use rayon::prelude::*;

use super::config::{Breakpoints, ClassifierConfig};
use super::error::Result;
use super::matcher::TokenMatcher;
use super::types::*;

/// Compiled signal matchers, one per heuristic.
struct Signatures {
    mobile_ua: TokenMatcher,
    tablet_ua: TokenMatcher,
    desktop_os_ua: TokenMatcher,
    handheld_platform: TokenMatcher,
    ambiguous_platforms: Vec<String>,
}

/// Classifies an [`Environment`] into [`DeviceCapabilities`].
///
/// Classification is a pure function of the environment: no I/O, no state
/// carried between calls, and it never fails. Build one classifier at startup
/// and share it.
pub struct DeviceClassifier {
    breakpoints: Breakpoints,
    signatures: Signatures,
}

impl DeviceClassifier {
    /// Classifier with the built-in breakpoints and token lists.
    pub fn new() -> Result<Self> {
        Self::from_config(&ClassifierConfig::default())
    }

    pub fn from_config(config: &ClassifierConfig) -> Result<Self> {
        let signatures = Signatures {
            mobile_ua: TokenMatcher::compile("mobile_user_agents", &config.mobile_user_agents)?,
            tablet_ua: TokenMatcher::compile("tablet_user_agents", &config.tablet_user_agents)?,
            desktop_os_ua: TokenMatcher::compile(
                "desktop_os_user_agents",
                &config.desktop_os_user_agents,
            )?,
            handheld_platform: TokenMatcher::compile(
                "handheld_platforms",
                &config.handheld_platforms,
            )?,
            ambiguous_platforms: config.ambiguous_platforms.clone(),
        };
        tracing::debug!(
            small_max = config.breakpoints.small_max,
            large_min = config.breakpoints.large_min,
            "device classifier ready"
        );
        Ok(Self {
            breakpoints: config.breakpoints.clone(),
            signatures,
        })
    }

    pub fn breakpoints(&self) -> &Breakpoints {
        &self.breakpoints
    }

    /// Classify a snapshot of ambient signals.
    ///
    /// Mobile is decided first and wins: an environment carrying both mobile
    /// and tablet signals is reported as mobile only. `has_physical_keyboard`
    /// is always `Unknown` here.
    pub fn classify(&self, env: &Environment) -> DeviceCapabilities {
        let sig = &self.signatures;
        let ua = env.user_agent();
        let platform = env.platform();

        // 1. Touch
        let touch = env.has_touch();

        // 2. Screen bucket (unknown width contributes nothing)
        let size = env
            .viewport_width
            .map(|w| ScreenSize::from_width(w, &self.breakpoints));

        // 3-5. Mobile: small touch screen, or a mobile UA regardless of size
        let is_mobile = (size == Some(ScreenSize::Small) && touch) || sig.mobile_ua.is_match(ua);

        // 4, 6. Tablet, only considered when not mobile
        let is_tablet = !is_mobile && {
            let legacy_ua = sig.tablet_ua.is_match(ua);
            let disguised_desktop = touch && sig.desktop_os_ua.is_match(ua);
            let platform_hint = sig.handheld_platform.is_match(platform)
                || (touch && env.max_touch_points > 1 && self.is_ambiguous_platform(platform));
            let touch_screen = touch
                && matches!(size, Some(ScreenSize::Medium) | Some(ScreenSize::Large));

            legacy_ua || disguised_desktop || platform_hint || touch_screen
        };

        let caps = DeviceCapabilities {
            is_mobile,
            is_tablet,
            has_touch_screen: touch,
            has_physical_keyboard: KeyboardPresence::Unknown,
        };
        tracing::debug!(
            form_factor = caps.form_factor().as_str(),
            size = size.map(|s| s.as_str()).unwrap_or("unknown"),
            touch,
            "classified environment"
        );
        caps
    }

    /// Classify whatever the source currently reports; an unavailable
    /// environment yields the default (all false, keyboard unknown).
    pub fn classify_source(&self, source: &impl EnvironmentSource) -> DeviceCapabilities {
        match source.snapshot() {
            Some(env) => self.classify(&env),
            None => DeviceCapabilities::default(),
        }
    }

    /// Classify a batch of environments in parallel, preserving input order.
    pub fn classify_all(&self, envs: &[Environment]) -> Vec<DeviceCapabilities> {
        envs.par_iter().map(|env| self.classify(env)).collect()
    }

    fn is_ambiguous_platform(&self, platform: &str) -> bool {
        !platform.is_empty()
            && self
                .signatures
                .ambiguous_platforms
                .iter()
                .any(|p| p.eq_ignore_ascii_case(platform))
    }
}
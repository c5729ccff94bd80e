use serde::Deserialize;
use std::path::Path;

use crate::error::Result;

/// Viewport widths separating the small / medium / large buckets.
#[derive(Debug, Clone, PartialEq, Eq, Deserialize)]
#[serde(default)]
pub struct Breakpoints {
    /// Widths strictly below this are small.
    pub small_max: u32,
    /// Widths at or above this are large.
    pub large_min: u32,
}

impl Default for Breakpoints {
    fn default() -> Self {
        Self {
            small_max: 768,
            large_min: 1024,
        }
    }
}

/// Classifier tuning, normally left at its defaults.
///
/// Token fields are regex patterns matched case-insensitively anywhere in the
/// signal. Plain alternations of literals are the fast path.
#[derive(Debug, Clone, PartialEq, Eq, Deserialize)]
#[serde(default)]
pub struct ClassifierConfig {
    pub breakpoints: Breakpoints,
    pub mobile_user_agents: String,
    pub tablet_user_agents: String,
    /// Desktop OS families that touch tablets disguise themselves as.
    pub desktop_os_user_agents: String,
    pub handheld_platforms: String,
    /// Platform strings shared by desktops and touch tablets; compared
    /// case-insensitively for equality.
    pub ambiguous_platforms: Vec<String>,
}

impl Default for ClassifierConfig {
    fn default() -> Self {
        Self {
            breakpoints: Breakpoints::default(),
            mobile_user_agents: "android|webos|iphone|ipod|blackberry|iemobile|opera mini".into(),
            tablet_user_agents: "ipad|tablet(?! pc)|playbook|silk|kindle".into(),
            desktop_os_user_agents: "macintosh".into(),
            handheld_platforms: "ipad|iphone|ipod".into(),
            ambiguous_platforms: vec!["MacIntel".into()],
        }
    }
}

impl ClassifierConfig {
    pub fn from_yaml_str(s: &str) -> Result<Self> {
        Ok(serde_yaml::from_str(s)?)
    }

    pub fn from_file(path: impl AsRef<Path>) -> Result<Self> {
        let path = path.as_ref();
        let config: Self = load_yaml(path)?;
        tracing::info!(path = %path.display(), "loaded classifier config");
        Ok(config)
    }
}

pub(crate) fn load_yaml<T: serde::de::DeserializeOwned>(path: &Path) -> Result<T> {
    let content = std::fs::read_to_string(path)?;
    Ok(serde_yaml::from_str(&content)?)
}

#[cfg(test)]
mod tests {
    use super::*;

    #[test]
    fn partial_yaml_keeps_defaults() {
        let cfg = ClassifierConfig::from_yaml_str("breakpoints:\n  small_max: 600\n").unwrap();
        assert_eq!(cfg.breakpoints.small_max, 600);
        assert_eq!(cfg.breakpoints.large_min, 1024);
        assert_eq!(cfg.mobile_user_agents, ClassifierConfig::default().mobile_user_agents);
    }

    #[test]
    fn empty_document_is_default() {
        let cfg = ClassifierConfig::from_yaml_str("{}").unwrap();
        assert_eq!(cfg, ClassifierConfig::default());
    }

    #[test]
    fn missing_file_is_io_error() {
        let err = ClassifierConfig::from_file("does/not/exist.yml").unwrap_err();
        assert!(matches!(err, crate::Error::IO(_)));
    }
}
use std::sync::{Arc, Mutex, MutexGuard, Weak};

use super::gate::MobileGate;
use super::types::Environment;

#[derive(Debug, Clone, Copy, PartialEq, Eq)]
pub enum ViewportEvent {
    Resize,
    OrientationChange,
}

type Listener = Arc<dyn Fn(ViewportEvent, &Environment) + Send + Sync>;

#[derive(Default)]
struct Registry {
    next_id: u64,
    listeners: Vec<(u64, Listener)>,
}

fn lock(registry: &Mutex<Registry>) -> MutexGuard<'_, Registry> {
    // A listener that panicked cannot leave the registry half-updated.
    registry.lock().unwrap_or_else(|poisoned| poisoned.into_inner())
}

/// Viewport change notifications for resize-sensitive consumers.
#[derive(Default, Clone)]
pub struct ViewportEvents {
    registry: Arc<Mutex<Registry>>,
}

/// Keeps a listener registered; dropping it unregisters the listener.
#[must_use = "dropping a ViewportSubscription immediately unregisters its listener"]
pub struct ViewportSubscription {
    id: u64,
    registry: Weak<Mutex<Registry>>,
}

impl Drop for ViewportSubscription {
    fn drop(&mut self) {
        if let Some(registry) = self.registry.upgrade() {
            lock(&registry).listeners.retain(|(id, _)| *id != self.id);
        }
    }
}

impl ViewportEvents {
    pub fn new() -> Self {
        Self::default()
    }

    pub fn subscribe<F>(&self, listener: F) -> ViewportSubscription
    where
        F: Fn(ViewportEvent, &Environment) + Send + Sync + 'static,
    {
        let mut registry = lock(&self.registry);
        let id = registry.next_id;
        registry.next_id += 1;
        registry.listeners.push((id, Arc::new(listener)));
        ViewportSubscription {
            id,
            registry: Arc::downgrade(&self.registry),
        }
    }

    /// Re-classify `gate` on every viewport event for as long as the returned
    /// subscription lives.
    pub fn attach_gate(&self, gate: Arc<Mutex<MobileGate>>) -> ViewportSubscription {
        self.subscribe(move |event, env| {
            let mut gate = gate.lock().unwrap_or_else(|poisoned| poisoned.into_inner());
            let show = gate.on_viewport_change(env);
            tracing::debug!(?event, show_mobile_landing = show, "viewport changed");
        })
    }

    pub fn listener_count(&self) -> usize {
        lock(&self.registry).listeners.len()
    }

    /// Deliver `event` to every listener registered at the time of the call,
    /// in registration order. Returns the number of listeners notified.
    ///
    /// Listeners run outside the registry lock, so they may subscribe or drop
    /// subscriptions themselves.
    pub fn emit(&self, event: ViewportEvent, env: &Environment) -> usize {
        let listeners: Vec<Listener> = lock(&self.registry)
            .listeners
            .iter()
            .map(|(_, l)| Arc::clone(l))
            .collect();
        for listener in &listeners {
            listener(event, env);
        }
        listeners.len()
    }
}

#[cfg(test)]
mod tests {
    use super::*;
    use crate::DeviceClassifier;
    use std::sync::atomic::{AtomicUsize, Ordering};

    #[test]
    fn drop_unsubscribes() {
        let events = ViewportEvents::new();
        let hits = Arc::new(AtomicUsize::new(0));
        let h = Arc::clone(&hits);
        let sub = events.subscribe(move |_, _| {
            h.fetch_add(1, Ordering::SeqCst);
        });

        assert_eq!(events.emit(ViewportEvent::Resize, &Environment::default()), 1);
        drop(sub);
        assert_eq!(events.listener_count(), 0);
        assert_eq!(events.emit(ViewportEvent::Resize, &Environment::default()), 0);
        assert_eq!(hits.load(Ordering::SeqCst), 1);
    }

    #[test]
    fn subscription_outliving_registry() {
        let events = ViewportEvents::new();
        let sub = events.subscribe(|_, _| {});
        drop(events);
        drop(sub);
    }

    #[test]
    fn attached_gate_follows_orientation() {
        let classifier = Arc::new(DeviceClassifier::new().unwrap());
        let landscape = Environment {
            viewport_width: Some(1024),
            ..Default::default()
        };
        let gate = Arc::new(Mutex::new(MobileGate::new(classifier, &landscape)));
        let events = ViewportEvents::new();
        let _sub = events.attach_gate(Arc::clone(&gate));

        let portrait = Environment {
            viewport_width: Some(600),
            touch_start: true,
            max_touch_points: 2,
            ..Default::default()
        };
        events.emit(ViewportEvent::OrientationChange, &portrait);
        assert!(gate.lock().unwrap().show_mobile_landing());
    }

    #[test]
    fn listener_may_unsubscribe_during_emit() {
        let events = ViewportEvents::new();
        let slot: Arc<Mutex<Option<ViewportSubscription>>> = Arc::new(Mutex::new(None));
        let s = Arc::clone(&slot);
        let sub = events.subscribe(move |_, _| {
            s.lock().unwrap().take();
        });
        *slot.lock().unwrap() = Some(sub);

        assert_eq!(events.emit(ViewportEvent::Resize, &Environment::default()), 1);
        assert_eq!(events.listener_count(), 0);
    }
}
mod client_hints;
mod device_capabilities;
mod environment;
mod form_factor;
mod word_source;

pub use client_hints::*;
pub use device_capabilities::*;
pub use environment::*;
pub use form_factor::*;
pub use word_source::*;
----------
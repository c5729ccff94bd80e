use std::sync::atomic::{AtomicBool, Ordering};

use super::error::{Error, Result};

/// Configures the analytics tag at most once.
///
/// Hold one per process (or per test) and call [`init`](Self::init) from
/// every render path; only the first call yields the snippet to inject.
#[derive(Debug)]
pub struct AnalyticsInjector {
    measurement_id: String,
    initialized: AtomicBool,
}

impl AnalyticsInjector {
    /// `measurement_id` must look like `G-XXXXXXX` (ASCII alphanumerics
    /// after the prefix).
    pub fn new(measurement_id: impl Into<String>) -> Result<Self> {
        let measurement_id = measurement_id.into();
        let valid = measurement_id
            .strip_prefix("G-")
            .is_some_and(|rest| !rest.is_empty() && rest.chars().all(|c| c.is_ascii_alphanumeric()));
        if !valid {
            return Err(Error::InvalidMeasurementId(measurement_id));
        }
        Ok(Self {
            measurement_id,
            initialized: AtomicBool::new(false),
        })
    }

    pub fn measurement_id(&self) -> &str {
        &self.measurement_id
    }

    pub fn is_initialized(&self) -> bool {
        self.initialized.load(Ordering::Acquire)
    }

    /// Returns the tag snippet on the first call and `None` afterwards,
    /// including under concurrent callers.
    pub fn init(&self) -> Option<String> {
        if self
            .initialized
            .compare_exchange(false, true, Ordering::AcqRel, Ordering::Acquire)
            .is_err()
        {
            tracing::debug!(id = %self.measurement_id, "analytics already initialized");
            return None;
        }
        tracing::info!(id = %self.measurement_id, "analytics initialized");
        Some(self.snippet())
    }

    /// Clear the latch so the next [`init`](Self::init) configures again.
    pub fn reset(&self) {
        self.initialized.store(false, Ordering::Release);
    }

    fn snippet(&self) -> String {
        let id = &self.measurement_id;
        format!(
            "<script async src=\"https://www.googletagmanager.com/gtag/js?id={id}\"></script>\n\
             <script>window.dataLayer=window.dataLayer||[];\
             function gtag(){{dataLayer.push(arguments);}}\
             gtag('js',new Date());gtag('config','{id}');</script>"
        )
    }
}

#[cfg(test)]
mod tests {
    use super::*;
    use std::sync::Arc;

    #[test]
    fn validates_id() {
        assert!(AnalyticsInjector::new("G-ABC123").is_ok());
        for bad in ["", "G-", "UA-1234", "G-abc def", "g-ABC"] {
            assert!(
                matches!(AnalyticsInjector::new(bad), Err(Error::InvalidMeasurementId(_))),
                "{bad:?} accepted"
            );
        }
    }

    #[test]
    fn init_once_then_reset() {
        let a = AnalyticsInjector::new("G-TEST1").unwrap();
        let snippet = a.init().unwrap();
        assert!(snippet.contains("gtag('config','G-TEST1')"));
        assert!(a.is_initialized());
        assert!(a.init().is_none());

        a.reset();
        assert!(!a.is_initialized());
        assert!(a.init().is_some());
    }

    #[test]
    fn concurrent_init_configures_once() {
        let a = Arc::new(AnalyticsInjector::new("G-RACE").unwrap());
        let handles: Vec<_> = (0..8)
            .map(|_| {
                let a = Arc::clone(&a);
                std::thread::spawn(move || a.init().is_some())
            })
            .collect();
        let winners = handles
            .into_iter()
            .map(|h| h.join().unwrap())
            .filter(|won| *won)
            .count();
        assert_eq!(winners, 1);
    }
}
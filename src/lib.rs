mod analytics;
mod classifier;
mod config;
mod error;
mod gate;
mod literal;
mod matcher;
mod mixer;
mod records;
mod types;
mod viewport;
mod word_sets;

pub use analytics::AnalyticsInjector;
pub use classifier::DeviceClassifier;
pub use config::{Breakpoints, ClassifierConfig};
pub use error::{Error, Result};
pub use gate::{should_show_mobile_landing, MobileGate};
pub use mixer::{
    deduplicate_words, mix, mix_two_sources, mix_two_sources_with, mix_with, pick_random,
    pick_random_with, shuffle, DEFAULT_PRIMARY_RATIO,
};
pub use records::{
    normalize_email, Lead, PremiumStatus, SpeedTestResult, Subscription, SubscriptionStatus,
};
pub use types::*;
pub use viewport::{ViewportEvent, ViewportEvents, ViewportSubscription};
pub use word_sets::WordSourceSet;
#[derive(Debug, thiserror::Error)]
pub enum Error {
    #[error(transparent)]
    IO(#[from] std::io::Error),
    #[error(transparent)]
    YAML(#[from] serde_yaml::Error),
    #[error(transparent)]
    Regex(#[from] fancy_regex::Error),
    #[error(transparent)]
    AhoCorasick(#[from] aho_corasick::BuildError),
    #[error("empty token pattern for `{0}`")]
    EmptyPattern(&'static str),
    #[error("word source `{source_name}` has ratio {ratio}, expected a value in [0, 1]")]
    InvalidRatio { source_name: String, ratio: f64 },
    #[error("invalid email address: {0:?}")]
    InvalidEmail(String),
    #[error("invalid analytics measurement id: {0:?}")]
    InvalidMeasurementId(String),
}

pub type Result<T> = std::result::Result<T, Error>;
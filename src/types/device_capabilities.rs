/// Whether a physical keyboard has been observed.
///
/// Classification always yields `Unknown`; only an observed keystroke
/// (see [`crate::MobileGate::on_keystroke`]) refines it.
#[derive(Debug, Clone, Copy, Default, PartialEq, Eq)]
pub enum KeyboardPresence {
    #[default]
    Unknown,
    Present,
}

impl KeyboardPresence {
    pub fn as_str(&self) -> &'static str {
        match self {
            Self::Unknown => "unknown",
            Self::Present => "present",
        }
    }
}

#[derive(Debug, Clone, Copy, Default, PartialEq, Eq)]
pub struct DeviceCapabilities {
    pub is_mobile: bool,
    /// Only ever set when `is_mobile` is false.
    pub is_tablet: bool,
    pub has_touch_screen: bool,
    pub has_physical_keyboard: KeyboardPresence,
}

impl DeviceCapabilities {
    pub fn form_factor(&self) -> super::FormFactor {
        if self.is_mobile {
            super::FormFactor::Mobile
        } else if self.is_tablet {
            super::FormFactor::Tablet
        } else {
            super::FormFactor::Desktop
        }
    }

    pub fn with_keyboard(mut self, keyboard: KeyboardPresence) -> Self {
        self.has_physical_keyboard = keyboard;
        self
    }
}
----------
> Problem to work on:
Retype only this portion of the data above: the line containing "use crate::error::Result;", the line containing "case-insensitively for equality.", and all lines between them, exactly.

> Exercise output:
use crate::error::Result;

/// Viewport widths separating the small / medium / large buckets.
#[derive(Debug, Clone, PartialEq, Eq, Deserialize)]
#[serde(default)]
pub struct Breakpoints {
    /// Widths strictly below this are small.
    pub small_max: u32,
    /// Widths at or above this are large.
    pub large_min: u32,
}

impl Default for Breakpoints {
    fn default() -> Self {
        Self {
            small_max: 768,
            large_min: 1024,
        }
    }
}

/// Classifier tuning, normally left at its defaults.
///
/// Token fields are regex patterns matched case-insensitively anywhere in the
/// signal. Plain alternations of literals are the fast path.
#[derive(Debug, Clone, PartialEq, Eq, Deserialize)]
#[serde(default)]
pub struct ClassifierConfig {
    pub breakpoints: Breakpoints,
    pub mobile_user_agents: String,
    pub tablet_user_agents: String,
    /// Desktop OS families that touch tablets disguise themselves as.
    pub desktop_os_user_agents: String,
    pub handheld_platforms: String,
    /// Platform strings shared by desktops and touch tablets; compared
    /// case-insensitively for equality.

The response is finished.